Dataset excerpts

* * * *

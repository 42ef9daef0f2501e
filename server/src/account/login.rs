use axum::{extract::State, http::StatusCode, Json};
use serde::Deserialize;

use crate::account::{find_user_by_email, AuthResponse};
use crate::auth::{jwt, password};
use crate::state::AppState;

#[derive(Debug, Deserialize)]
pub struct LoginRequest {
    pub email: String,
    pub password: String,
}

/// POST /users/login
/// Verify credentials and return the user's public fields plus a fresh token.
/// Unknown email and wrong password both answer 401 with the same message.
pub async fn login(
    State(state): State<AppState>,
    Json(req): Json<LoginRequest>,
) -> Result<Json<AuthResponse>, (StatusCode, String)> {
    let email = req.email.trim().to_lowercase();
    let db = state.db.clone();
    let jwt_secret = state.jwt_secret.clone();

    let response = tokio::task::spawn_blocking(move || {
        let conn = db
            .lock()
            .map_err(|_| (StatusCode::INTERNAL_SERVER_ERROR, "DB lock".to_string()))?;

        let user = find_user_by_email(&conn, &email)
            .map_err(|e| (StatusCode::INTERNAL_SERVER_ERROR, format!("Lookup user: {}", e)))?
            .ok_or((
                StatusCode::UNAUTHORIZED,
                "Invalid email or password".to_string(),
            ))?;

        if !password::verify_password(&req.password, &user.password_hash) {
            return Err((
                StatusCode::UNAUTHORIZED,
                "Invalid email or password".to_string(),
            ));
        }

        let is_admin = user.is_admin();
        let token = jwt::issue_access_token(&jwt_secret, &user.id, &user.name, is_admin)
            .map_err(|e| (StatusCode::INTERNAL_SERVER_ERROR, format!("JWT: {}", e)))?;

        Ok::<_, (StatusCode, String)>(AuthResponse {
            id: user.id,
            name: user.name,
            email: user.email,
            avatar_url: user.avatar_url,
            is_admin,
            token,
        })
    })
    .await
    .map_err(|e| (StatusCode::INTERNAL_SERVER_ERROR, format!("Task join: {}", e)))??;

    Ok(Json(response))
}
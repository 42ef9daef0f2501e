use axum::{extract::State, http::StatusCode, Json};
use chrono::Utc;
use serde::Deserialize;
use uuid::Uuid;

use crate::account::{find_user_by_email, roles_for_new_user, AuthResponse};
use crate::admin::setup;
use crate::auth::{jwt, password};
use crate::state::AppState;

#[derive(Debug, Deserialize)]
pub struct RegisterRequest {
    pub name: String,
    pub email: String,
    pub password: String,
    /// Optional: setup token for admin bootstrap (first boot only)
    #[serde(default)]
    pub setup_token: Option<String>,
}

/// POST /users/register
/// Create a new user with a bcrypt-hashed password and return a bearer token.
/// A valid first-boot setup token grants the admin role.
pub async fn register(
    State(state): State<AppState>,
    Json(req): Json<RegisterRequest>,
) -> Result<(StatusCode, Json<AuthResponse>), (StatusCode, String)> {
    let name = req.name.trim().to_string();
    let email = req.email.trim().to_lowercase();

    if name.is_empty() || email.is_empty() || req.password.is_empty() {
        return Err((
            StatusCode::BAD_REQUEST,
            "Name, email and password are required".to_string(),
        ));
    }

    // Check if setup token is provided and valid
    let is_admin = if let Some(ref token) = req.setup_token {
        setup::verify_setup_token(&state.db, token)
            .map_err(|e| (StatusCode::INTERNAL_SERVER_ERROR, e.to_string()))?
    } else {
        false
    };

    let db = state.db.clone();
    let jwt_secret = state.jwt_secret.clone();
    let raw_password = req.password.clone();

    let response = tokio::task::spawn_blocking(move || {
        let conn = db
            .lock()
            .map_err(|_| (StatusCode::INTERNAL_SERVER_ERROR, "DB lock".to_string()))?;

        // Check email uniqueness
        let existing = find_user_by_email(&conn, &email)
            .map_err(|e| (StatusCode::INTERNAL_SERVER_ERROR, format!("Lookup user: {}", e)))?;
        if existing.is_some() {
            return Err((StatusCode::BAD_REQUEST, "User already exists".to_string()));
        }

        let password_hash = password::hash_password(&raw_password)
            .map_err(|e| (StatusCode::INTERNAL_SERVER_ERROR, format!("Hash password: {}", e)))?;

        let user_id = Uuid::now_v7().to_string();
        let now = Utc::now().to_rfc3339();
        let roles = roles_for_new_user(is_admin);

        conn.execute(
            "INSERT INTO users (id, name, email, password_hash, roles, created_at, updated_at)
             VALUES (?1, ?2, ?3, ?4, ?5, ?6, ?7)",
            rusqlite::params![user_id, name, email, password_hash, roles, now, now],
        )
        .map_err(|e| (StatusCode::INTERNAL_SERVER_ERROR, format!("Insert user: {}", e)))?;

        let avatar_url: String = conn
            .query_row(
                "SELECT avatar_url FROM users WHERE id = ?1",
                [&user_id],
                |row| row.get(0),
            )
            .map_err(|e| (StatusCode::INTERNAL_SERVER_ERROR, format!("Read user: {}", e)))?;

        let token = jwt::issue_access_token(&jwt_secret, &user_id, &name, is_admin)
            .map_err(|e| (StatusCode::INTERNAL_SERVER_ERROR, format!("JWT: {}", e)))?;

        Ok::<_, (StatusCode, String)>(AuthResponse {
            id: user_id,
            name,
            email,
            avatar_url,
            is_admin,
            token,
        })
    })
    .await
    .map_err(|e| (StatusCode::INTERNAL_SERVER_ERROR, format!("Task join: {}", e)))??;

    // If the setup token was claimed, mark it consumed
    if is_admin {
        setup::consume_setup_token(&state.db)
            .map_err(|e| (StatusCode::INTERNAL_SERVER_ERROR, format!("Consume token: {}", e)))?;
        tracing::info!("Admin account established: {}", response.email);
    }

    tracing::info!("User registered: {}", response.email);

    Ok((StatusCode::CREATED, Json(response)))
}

* * * *

--- EXERCISE ---
A complete, exact transcription of the data above is the required answer.

--- SOLUTION TO THIS PROBLEM ---
repository 42ef9daef0f2501e
filename server/src/account/login.rs
use axum::{extract::State, http::StatusCode, Json};
use serde::Deserialize;

use crate::account::{find_user_by_email, AuthResponse};
use crate::auth::{jwt, password};
use crate::state::AppState;

#[derive(Debug, Deserialize)]
pub struct LoginRequest {
    pub email: String,
    pub password: String,
}

/// POST /users/login
/// Verify credentials and return the user's public fields plus a fresh token.
/// Unknown email and wrong password both answer 401 with the same message.
pub async fn login(
    State(state): State<AppState>,
    Json(req): Json<LoginRequest>,
) -> Result<Json<AuthResponse>, (StatusCode, String)> {
    let email = req.email.trim().to_lowercase();
    let db = state.db.clone();
    let jwt_secret = state.jwt_secret.clone();

    let response = tokio::task::spawn_blocking(move || {
        let conn = db
            .lock()
            .map_err(|_| (StatusCode::INTERNAL_SERVER_ERROR, "DB lock".to_string()))?;

        let user = find_user_by_email(&conn, &email)
            .map_err(|e| (StatusCode::INTERNAL_SERVER_ERROR, format!("Lookup user: {}", e)))?
            .ok_or((
                StatusCode::UNAUTHORIZED,
                "Invalid email or password".to_string(),
            ))?;

        if !password::verify_password(&req.password, &user.password_hash) {
            return Err((
                StatusCode::UNAUTHORIZED,
                "Invalid email or password".to_string(),
            ));
        }

        let is_admin = user.is_admin();
        let token = jwt::issue_access_token(&jwt_secret, &user.id, &user.name, is_admin)
            .map_err(|e| (StatusCode::INTERNAL_SERVER_ERROR, format!("JWT: {}", e)))?;

        Ok::<_, (StatusCode, String)>(AuthResponse {
            id: user.id,
            name: user.name,
            email: user.email,
            avatar_url: user.avatar_url,
            is_admin,
            token,
        })
    })
    .await
    .map_err(|e| (StatusCode::INTERNAL_SERVER_ERROR, format!("Task join: {}", e)))??;

    Ok(Json(response))
}
repository 42ef9daef0f2501e
use axum::{extract::State, http::StatusCode, Json};
use chrono::Utc;
use serde::Deserialize;
use uuid::Uuid;

use crate::account::{find_user_by_email, roles_for_new_user, AuthResponse};
use crate::admin::setup;
use crate::auth::{jwt, password};
use crate::state::AppState;

#[derive(Debug, Deserialize)]
pub struct RegisterRequest {
    pub name: String,
    pub email: String,
    pub password: String,
    /// Optional: setup token for admin bootstrap (first boot only)
    #[serde(default)]
    pub setup_token: Option<String>,
}

/// POST /users/register
/// Create a new user with a bcrypt-hashed password and return a bearer token.
/// A valid first-boot setup token grants the admin role.
pub async fn register(
    State(state): State<AppState>,
    Json(req): Json<RegisterRequest>,
) -> Result<(StatusCode, Json<AuthResponse>), (StatusCode, String)> {
    let name = req.name.trim().to_string();
    let email = req.email.trim().to_lowercase();

    if name.is_empty() || email.is_empty() || req.password.is_empty() {
        return Err((
            StatusCode::BAD_REQUEST,
            "Name, email and password are required".to_string(),
        ));
    }

    // Check if setup token is provided and valid
    let is_admin = if let Some(ref token) = req.setup_token {
        setup::verify_setup_token(&state.db, token)
            .map_err(|e| (StatusCode::INTERNAL_SERVER_ERROR, e.to_string()))?
    } else {
        false
    };

    let db = state.db.clone();
    let jwt_secret = state.jwt_secret.clone();
    let raw_password = req.password.clone();

    let response = tokio::task::spawn_blocking(move || {
        let conn = db
            .lock()
            .map_err(|_| (StatusCode::INTERNAL_SERVER_ERROR, "DB lock".to_string()))?;

        // Check email uniqueness
        let existing = find_user_by_email(&conn, &email)
            .map_err(|e| (StatusCode::INTERNAL_SERVER_ERROR, format!("Lookup user: {}", e)))?;
        if existing.is_some() {
            return Err((StatusCode::BAD_REQUEST, "User already exists".to_string()));
        }

        let password_hash = password::hash_password(&raw_password)
            .map_err(|e| (StatusCode::INTERNAL_SERVER_ERROR, format!("Hash password: {}", e)))?;

        let user_id = Uuid::now_v7().to_string();
        let now = Utc::now().to_rfc3339();
        let roles = roles_for_new_user(is_admin);

        conn.execute(
            "INSERT INTO users (id, name, email, password_hash, roles, created_at, updated_at)
             VALUES (?1, ?2, ?3, ?4, ?5, ?6, ?7)",
            rusqlite::params![user_id, name, email, password_hash, roles, now, now],
        )
        .map_err(|e| (StatusCode::INTERNAL_SERVER_ERROR, format!("Insert user: {}", e)))?;

        let avatar_url: String = conn
            .query_row(
                "SELECT avatar_url FROM users WHERE id = ?1",
                [&user_id],
                |row| row.get(0),
            )
            .map_err(|e| (StatusCode::INTERNAL_SERVER_ERROR, format!("Read user: {}", e)))?;

        let token = jwt::issue_access_token(&jwt_secret, &user_id, &name, is_admin)
            .map_err(|e| (StatusCode::INTERNAL_SERVER_ERROR, format!("JWT: {}", e)))?;

        Ok::<_, (StatusCode, String)>(AuthResponse {
            id: user_id,
            name,
            email,
            avatar_url,
            is_admin,
            token,
        })
    })
    .await
    .map_err(|e| (StatusCode::INTERNAL_SERVER_ERROR, format!("Task join: {}", e)))??;

    // If the setup token was claimed, mark it consumed
    if is_admin {
        setup::consume_setup_token(&state.db)
            .map_err(|e| (StatusCode::INTERNAL_SERVER_ERROR, format!("Consume token: {}", e)))?;
        tracing::info!("Admin account established: {}", response.email);
    }

    tracing::info!("User registered: {}", response.email);

    Ok((StatusCode::CREATED, Json(response)))
}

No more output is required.